Sitting down before the talks began, Kim underlined the importance of the meeting. "I hope it can be the foundation for better things that people will not be expecting," he said. "Our great relationship will provide the magical power with which to overcome hardships and obstacles in the tasks that needs to be done from now on."

Trump was equally positive speaking of Kim:

"We've developed a very good relationship and we understand each other very well. I do believe he understands me, and I think I maybe understand him, and sometimes that can lead to very good things."

Trump said the two sides would designate teams, with the U.S. team headed by special envoy Stephen Biegun under the auspices of Secretary of State Mike Pompeo, to start work in the next two to three weeks. "They'll start a process, and we'll see what happens," he said.

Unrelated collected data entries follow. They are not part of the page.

use crate::allocation::{allocate_counts, cut_runs};
use crate::data::Dataset;
use crate::errors::SplitError;
use crate::splits::SplitAssignment;
use crate::strategies::{SplitRequest, Splitter};
use crate::types::ItemIndex;

/// Ascending `numeric_attribute` order cut into contiguous runs.
///
/// With the default fractions the lightest items train and the heaviest are
/// tested. Seed-independent; equal values keep dataset order.
#[derive(Clone, Copy, Debug, Default)]
pub struct NumericOrderSplitter;

impl Splitter for NumericOrderSplitter {
    fn name(&self) -> &'static str {
        "numeric_order"
    }

    fn split(
        &self,
        dataset: &Dataset,
        request: &SplitRequest,
    ) -> Result<SplitAssignment, SplitError> {
        let fractions = request.validate(dataset)?;
        let mut keyed: Vec<(f64, ItemIndex)> = Vec::with_capacity(dataset.len());
        for (idx, item) in dataset.iter().enumerate() {
            match item.numeric_attribute {
                Some(value) if !value.is_nan() => keyed.push((value, idx)),
                Some(_) => {
                    return Err(SplitError::config(format!(
                        "item '{}' has a NaN numeric attribute",
                        item.id
                    )));
                }
                None => {
                    return Err(SplitError::config(format!(
                        "item '{}' has no numeric attribute",
                        item.id
                    )));
                }
            }
        }
        keyed.sort_by(|a, b| a.0.total_cmp(&b.0).then(a.1.cmp(&b.1)));
        let order: Vec<ItemIndex> = keyed.into_iter().map(|(_, idx)| idx).collect();
        Ok(cut_runs(&order, &allocate_counts(dataset.len(), &fractions)))
    }
}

See here.

New Impetus

Russian President Vladimir Putin and Chinese President Xi Jinping, who met individually with President Trump at the G20 in Osaka, have been singing from the same sheet of Korea music particularly in the wake of Xi's visit to North Korea on June 20-21. Putin's remarks are the most illuminating.

In an interview with The Financial Times, Putin pointed to "the tragedies of Libya and Iraq" meaning, of course, what happened to each of them as they lacked a nuclear deterrent. Applying that lesson to North Korea, Putin said,

"What we should be talking about is not how to make North Korea disarm, but how to ensure the unconditional security of North Korea and how to make any country, including North Korea, feel safe and protected by international law. ..."

"We should think about guarantees, which we should use as the basis for talks with North Korea. We must take into account the dangers arising from " the presence of nuclear weapons," he said, adding that if a way can be found to satisfy North Korea's understandable determination to protect its security, "the situation may take a turn nobody can imagine today."

"Whether we recognize North Korea as a nuclear power or not, the number of nuclear charges it has will not decrease. We must proceed from modern realities ..." And those realities include fundamental, immediate security concerns for both Russia and China. Putin put it this way:

"[W]e have a common border, even if a short one, with North Korea, therefore, this problem has a direct bearing on us. The United States is located across the ocean ... while we are right here, in this region, and the North Korean nuclear range is not far away from our border. This why this concerns us directly, and we never stop thinking about it."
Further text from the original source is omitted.